◆ **Work instructions**:
Write out the stretch of lines below that begins at the line with "current UTC timestamp" and ends at the line with "the given window", including both, exactly as given and nothing more.

╔══

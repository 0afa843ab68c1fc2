//! Club Swiss - Swiss-system pairing and Elo rating for chess-club tournaments
//!
//! This crate provides the pairing engine (random first round, greedy
//! score-bucket Swiss rounds after that), Elo rating updates, and a tournament
//! manager that drives them round by round against a pluggable store.

pub mod config;
pub mod error;
pub mod metrics;
pub mod pairing;
pub mod rating;
pub mod tournament;
pub mod types;
pub mod utils;

// Re-export commonly used types and traits
pub use error::{Result, TournamentError};
pub use types::*;

// Re-export key components
pub use pairing::{generate_first_round_pairings, generate_swiss_pairings, pair_round};
pub use rating::{apply_decisive_result, apply_draw_result, expected_score};
pub use tournament::{InMemoryTournamentStore, TournamentManager, TournamentStore};

/// Library version
pub const VERSION: &str = env!("CARGO_PKG_VERSION");
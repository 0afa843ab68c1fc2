//! Tournament round progression
//!
//! `Pending -> RoundInProgress(1) -> RoundComplete(1) -> RoundInProgress(2) -> ...`
//! ending in `Completed` once the final round's results are in. Pairings are
//! generated exactly once, on the transition into `RoundInProgress(k)`.

use crate::error::{Result, TournamentError};
use crate::types::Tournament;
use serde::{Deserialize, Serialize};

/// Possible states of a tournament
#[derive(Debug, Clone, Copy, PartialEq, Eq, Serialize, Deserialize)]
#[serde(tag = "state", content = "round")]
pub enum TournamentStatus {
    /// Accepting registrations, nothing paired yet
    Pending,
    /// Round has been paired and results are outstanding
    RoundInProgress(u32),
    /// Every result of the round is in
    RoundComplete(u32),
    /// Final round complete (terminal state)
    Completed,
}

impl std::fmt::Display for TournamentStatus {
    fn fmt(&self, f: &mut std::fmt::Formatter<'_>) -> std::fmt::Result {
        match self {
            TournamentStatus::Pending => write!(f, "pending"),
            TournamentStatus::RoundInProgress(round) => write!(f, "round {round} in progress"),
            TournamentStatus::RoundComplete(round) => write!(f, "round {round} complete"),
            TournamentStatus::Completed => write!(f, "completed"),
        }
    }
}

impl TournamentStatus {
    pub fn accepts_registrations(&self) -> bool {
        matches!(self, TournamentStatus::Pending)
    }

    /// Check that `round` may be paired now and return the resulting status.
    ///
    /// `pending_results` is the number of unreported games in the current round.
    pub fn begin_round(
        &self,
        tournament: &Tournament,
        round: u32,
        pending_results: usize,
    ) -> Result<TournamentStatus> {
        if *self == TournamentStatus::Completed || round > tournament.total_rounds {
            return Err(TournamentError::TournamentFinished {
                tournament_id: tournament.id,
            }
            .into());
        }

        let expected = tournament.current_round + 1;
        if round < expected {
            return Err(TournamentError::RoundAlreadyPaired {
                tournament_id: tournament.id,
                round,
            }
            .into());
        }
        if round > expected {
            return Err(TournamentError::RoundOutOfSequence {
                expected,
                requested: round,
            }
            .into());
        }

        match self {
            TournamentStatus::Pending | TournamentStatus::RoundComplete(_) => {
                Ok(TournamentStatus::RoundInProgress(round))
            }
            TournamentStatus::RoundInProgress(current) => Err(TournamentError::RoundNotComplete {
                round: *current,
                pending: pending_results,
            }
            .into()),
            TournamentStatus::Completed => Err(TournamentError::TournamentFinished {
                tournament_id: tournament.id,
            }
            .into()),
        }
    }

    /// Status after a result is recorded, given how many games remain open
    pub fn after_result(&self, total_rounds: u32, pending_results: usize) -> TournamentStatus {
        match self {
            TournamentStatus::RoundInProgress(round) if pending_results == 0 => {
                if *round >= total_rounds {
                    TournamentStatus::Completed
                } else {
                    TournamentStatus::RoundComplete(*round)
                }
            }
            other => *other,
        }
    }
}

#[cfg(test)]
mod tests {
    use super::*;
    use crate::utils::{current_timestamp, generate_tournament_id};

    fn tournament(status: TournamentStatus, current_round: u32, total_rounds: u32) -> Tournament {
        Tournament {
            id: generate_tournament_id(),
            club_id: "club".to_string(),
            name: "Autumn Swiss".to_string(),
            status,
            current_round,
            total_rounds,
            created_at: current_timestamp(),
        }
    }

    #[test]
    fn test_pending_starts_round_one() {
        let t = tournament(TournamentStatus::Pending, 0, 5);
        let next = t.status.begin_round(&t, 1, 0).unwrap();
        assert_eq!(next, TournamentStatus::RoundInProgress(1));
    }

    #[test]
    fn test_repairing_a_round_is_rejected() {
        let t = tournament(TournamentStatus::RoundComplete(2), 2, 5);
        let err = t.status.begin_round(&t, 2, 0).unwrap_err();
        assert!(matches!(
            err.downcast_ref::<TournamentError>(),
            Some(TournamentError::RoundAlreadyPaired { round: 2, .. })
        ));
    }

    #[test]
    fn test_skipping_a_round_is_rejected() {
        let t = tournament(TournamentStatus::RoundComplete(1), 1, 5);
        let err = t.status.begin_round(&t, 3, 0).unwrap_err();
        assert!(matches!(
            err.downcast_ref::<TournamentError>(),
            Some(TournamentError::RoundOutOfSequence {
                expected: 2,
                requested: 3
            })
        ));
    }

    #[test]
    fn test_open_results_block_next_round() {
        let t = tournament(TournamentStatus::RoundInProgress(1), 1, 5);
        let err = t.status.begin_round(&t, 2, 3).unwrap_err();
        assert!(matches!(
            err.downcast_ref::<TournamentError>(),
            Some(TournamentError::RoundNotComplete {
                round: 1,
                pending: 3
            })
        ));
    }

    #[test]
    fn test_past_final_round_is_finished() {
        let t = tournament(TournamentStatus::RoundComplete(3), 3, 3);
        let err = t.status.begin_round(&t, 4, 0).unwrap_err();
        assert!(matches!(
            err.downcast_ref::<TournamentError>(),
            Some(TournamentError::TournamentFinished { .. })
        ));
    }

    #[test]
    fn test_after_result_transitions() {
        let in_progress = TournamentStatus::RoundInProgress(2);
        assert_eq!(in_progress.after_result(5, 1), in_progress);
        assert_eq!(
            in_progress.after_result(5, 0),
            TournamentStatus::RoundComplete(2)
        );
        assert_eq!(in_progress.after_result(2, 0), TournamentStatus::Completed);
        assert_eq!(
            TournamentStatus::Pending.after_result(5, 0),
            TournamentStatus::Pending
        );
    }

    #[test]
    fn test_only_pending_accepts_registrations() {
        assert!(TournamentStatus::Pending.accepts_registrations());
        assert!(!TournamentStatus::RoundInProgress(1).accepts_registrations());
        assert!(!TournamentStatus::Completed.accepts_registrations());
    }
}
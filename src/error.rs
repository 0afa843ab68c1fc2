//! Error types for the tournament service
//!
//! The pairing and rating engine itself never fails; these errors are raised
//! by the orchestration layer when a request violates tournament rules.

use crate::types::{PairingId, PlayerId, TournamentId};

/// Result type alias for convenience
pub type Result<T> = anyhow::Result<T>;

/// Custom error types for specific tournament scenarios
#[derive(Debug, thiserror::Error)]
pub enum TournamentError {
    #[error("Tournament not found: {tournament_id}")]
    TournamentNotFound { tournament_id: TournamentId },

    #[error("Player not found: {player_id}")]
    PlayerNotFound { player_id: PlayerId },

    #[error("Pairing not found: {pairing_id}")]
    PairingNotFound { pairing_id: PairingId },

    #[error("Member {member_id} is already registered in tournament {tournament_id}")]
    DuplicatePlayer {
        tournament_id: TournamentId,
        member_id: String,
    },

    #[error("Round {round} of tournament {tournament_id} has already been paired")]
    RoundAlreadyPaired {
        tournament_id: TournamentId,
        round: u32,
    },

    #[error("Round {requested} requested but the next round is {expected}")]
    RoundOutOfSequence { expected: u32, requested: u32 },

    #[error("Round {round} still has {pending} unreported results")]
    RoundNotComplete { round: u32, pending: usize },

    #[error("Tournament {tournament_id} has finished")]
    TournamentFinished { tournament_id: TournamentId },

    #[error("Registration is closed for tournament {tournament_id}")]
    RegistrationClosed { tournament_id: TournamentId },

    #[error("Result already recorded for pairing {pairing_id}")]
    ResultAlreadyRecorded { pairing_id: PairingId },

    #[error("Invalid result: {reason}")]
    InvalidResult { reason: String },

    #[error("Invalid player: {reason}")]
    InvalidPlayer { reason: String },

    #[error("Invalid tournament: {reason}")]
    InvalidTournament { reason: String },

    #[error("Configuration error: {message}")]
    ConfigurationError { message: String },

    #[error("Storage error: {message}")]
    StorageError { message: String },

    #[error("Internal service error: {message}")]
    InternalError { message: String },
}
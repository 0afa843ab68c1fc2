//! Utility functions for the tournament service

use crate::types::{PairingId, PlayerId, TournamentId};
use chrono::{DateTime, Utc};
use uuid::Uuid;

/// Generate a new unique tournament ID
pub fn generate_tournament_id() -> TournamentId {
    Uuid::new_v4()
}

/// Generate a new unique pairing ID
pub fn generate_pairing_id() -> PairingId {
    Uuid::new_v4()
}

/// Generate a new unique player ID
pub fn generate_player_id() -> PlayerId {
    Uuid::new_v4().to_string()
}

/// Get the current UTC timestamp
pub fn current_timestamp() -> DateTime<Utc> {
    Utc::now()
}

/// Calculate the absolute difference between two tournament scores
pub fn score_difference(score1: f64, score2: f64) -> f64 {
    (score1 - score2).abs()
}

/// Check if two scores are within the given window
pub fn scores_within_window(score1: f64, score2: f64, window: f64) -> bool {
    score_difference(score1, score2) <= window
}

#[cfg(test)]
mod tests {
    use super::*;

    #[test]
    fn test_generate_unique_ids() {
        let id1 = generate_tournament_id();
        let id2 = generate_tournament_id();
        assert_ne!(id1, id2);

        assert_ne!(generate_pairing_id(), generate_pairing_id());
        assert_ne!(generate_player_id(), generate_player_id());
    }

    #[test]
    fn test_score_difference() {
        assert_eq!(score_difference(2.0, 1.5), 0.5);
        assert_eq!(score_difference(1.5, 2.0), 0.5);
        assert_eq!(score_difference(1.0, 1.0), 0.0);
    }

    #[test]
    fn test_scores_within_window() {
        assert!(scores_within_window(2.0, 1.0, 1.0));
        assert!(!scores_within_window(2.5, 1.0, 1.0));
        assert!(scores_within_window(0.0, 0.0, 0.0));
    }
}
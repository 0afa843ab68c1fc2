//! Tournament manager: the orchestrator around the pairing and rating engine
//!
//! Loads snapshots from the store, runs the stateless engine, and commits the
//! results. All round-advancing work for one tournament is serialized behind a
//! per-tournament async lock, and every commit is conditional in the store, so
//! a round is paired at most once even under duplicate requests.

use crate::config::{AppConfig, TournamentSettings};
use crate::error::{Result, TournamentError};
use crate::metrics::MetricsCollector;
use crate::pairing::{pair_round, standings_order};
use crate::rating::{EloRatingCalculator, NoOpRatingCalculator, RatingCalculator};
use crate::tournament::state::TournamentStatus;
use crate::tournament::storage::{ResultCommit, RoundCommit, TournamentStore};
use crate::types::{GameOutcome, Pairing, PairingId, Player, Tournament, TournamentId};
use crate::utils::{current_timestamp, generate_player_id, generate_tournament_id};
use rand_chacha::ChaCha8Rng;
use std::collections::HashMap;
use std::sync::{Arc, Mutex};
use tracing::{debug, info, warn};

/// The main tournament manager
pub struct TournamentManager {
    /// Backing store for tournaments, players and pairings
    store: Arc<dyn TournamentStore>,
    /// Rating calculator for reported games
    rating_calculator: Arc<dyn RatingCalculator>,
    /// Metrics collector for recording pairing and result data
    metrics_collector: Arc<MetricsCollector>,
    /// Tournament defaults
    settings: TournamentSettings,
    /// Random source for first-round shuffles
    rng: Mutex<ChaCha8Rng>,
    /// One async lock per tournament guarding round transitions
    round_locks: Mutex<HashMap<TournamentId, Arc<tokio::sync::Mutex<()>>>>,
}
//! Random pairings for the opening round

use crate::types::{Player, RoundPairing};
use rand::seq::SliceRandom;
use rand::Rng;

/// Shuffle the field and pair neighbours: 0 v 1, 2 v 3, ...
///
/// With an odd field the last player in the shuffled order gets the bye.
/// The shuffle draws from `rng`, so a seeded generator gives reproducible output.
pub fn generate_first_round_pairings<R: Rng + ?Sized>(
    players: &[Player],
    rng: &mut R,
) -> Vec<RoundPairing> {
    let mut shuffled: Vec<&Player> = players.iter().collect();
    shuffled.shuffle(rng);

    shuffled
        .chunks(2)
        .map(|boards| RoundPairing {
            white: boards[0].id.clone(),
            black: boards.get(1).map(|p| p.id.clone()),
        })
        .collect()
}

#[cfg(test)]
mod tests {
    use super::*;
    use rand::SeedableRng;
    use rand_chacha::ChaCha8Rng;
    use std::collections::HashSet;

    fn field(n: usize) -> Vec<Player> {
        (0..n)
            .map(|i| Player::new(format!("p{i}"), 1200 + i as i32))
            .collect()
    }

    #[test]
    fn test_even_field_has_no_bye() {
        let mut rng = ChaCha8Rng::seed_from_u64(42);
        let pairings = generate_first_round_pairings(&field(8), &mut rng);

        assert_eq!(pairings.len(), 4);
        assert!(pairings.iter().all(|p| !p.is_bye()));
    }

    #[test]
    fn test_odd_field_has_one_bye_last() {
        let mut rng = ChaCha8Rng::seed_from_u64(7);
        let pairings = generate_first_round_pairings(&field(5), &mut rng);

        assert_eq!(pairings.len(), 3);
        assert_eq!(pairings.iter().filter(|p| p.is_bye()).count(), 1);
        assert!(pairings.last().unwrap().is_bye());
    }

    #[test]
    fn test_every_player_appears_once() {
        let mut rng = ChaCha8Rng::seed_from_u64(3);
        let players = field(11);
        let pairings = generate_first_round_pairings(&players, &mut rng);

        let mut seen = HashSet::new();
        for pairing in &pairings {
            assert!(seen.insert(pairing.white.clone()));
            if let Some(black) = &pairing.black {
                assert_ne!(&pairing.white, black);
                assert!(seen.insert(black.clone()));
            }
        }
        assert_eq!(seen.len(), players.len());
    }

    #[test]
    fn test_same_seed_same_pairings() {
        let players = field(10);
        let first = generate_first_round_pairings(&players, &mut ChaCha8Rng::seed_from_u64(99));
        let second = generate_first_round_pairings(&players, &mut ChaCha8Rng::seed_from_u64(99));
        assert_eq!(first, second);
    }

    #[test]
    fn test_empty_and_single_player() {
        let mut rng = ChaCha8Rng::seed_from_u64(1);
        assert!(generate_first_round_pairings(&[], &mut rng).is_empty());

        let pairings = generate_first_round_pairings(&field(1), &mut rng);
        assert_eq!(pairings, vec![RoundPairing::bye("p0")]);
    }
}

╚══

◆ **Answer box**:
/// Get the current UTC timestamp
pub fn current_timestamp() -> DateTime<Utc> {
    Utc::now()
}

/// Calculate the absolute difference between two tournament scores
pub fn score_difference(score1: f64, score2: f64) -> f64 {
    (score1 - score2).abs()
}

/// Check if two scores are within the given window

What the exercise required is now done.